### To do
List each line of the data that holds the string "stdout".
━━━━━ Data records ━━━━━
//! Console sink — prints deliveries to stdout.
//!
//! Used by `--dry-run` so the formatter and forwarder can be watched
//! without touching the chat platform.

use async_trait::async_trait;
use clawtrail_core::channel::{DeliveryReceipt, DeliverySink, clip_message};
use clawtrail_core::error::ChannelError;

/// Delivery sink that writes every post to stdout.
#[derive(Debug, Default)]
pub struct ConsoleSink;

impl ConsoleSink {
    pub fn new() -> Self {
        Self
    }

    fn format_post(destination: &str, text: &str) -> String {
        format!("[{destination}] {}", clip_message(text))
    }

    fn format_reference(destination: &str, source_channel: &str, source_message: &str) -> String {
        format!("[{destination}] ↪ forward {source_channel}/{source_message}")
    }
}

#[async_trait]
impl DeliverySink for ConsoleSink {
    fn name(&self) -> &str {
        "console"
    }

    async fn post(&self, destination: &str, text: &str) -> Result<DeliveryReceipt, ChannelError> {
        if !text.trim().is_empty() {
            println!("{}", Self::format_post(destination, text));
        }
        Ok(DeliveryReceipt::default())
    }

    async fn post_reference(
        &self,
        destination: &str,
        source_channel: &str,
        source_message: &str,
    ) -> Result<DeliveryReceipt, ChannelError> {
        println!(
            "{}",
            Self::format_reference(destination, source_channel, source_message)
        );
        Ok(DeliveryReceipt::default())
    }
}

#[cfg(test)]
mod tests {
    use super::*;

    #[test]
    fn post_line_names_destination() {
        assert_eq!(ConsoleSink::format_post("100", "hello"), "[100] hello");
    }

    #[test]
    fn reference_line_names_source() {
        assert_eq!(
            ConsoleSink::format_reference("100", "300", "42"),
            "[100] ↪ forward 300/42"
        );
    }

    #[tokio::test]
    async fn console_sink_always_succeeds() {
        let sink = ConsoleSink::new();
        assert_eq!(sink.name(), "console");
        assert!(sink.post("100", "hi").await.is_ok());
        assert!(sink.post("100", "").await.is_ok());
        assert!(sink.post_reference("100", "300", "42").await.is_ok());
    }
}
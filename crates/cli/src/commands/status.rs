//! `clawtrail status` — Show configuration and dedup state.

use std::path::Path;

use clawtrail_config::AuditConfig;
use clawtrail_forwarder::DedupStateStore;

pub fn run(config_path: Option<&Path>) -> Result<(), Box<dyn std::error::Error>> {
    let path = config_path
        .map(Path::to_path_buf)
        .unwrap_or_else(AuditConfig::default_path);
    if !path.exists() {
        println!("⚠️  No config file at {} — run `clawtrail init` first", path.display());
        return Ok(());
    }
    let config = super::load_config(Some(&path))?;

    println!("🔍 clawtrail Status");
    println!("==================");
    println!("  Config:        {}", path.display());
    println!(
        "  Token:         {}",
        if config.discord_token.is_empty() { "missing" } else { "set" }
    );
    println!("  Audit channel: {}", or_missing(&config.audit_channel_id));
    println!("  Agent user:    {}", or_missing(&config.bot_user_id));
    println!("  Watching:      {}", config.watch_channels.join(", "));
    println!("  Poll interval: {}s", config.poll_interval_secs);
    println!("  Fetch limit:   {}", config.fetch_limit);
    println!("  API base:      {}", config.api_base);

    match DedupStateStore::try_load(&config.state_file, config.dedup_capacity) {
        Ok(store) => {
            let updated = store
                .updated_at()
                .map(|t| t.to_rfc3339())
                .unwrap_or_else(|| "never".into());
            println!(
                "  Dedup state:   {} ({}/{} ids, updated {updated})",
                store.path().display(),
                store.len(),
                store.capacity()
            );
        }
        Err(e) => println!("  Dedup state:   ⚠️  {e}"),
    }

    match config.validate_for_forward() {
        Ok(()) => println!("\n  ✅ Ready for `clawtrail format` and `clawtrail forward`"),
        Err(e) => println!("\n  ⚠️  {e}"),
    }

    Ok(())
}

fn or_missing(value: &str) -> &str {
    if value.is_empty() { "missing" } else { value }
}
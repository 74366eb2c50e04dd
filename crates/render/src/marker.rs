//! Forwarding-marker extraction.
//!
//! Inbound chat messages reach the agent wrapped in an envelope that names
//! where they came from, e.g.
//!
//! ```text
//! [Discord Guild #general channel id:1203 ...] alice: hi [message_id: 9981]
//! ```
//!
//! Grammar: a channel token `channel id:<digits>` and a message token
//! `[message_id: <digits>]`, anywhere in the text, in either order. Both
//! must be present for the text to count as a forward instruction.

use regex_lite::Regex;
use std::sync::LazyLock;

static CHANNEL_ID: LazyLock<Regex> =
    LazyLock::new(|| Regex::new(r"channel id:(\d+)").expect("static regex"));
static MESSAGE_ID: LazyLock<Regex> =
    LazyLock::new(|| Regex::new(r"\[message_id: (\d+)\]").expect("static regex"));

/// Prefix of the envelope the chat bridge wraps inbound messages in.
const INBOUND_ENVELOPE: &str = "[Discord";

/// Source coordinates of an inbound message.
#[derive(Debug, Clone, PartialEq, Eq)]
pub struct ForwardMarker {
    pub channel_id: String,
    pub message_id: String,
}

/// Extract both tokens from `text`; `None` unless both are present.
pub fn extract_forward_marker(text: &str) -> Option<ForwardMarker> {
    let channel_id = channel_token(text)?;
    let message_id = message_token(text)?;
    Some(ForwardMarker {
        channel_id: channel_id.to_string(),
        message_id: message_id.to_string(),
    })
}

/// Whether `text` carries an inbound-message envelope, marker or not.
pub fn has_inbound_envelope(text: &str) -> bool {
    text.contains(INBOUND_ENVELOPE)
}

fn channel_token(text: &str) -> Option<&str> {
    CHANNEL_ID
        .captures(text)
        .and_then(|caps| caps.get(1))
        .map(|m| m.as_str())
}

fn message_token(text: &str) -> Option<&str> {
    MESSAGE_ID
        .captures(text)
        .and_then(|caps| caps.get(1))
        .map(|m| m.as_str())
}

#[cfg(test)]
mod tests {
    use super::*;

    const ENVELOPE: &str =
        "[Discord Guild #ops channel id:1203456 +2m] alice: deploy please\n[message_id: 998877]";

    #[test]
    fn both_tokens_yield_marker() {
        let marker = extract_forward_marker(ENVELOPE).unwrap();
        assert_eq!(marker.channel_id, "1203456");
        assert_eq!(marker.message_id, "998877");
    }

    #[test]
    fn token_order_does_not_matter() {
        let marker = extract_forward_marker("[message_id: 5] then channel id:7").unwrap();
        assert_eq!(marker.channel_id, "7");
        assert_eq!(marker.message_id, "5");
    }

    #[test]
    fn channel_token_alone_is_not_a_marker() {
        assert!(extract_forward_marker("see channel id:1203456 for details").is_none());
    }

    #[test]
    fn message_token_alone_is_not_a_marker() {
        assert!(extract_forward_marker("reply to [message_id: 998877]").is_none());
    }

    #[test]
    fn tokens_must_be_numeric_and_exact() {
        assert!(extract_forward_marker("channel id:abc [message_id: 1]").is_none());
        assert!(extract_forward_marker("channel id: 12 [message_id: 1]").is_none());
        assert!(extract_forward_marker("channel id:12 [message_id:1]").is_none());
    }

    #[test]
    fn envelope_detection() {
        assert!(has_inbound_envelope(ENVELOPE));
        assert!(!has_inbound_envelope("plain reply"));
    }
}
━━━━━
### Answer space
//! Console sink — prints deliveries to stdout.
/// Delivery sink that writes every post to stdout.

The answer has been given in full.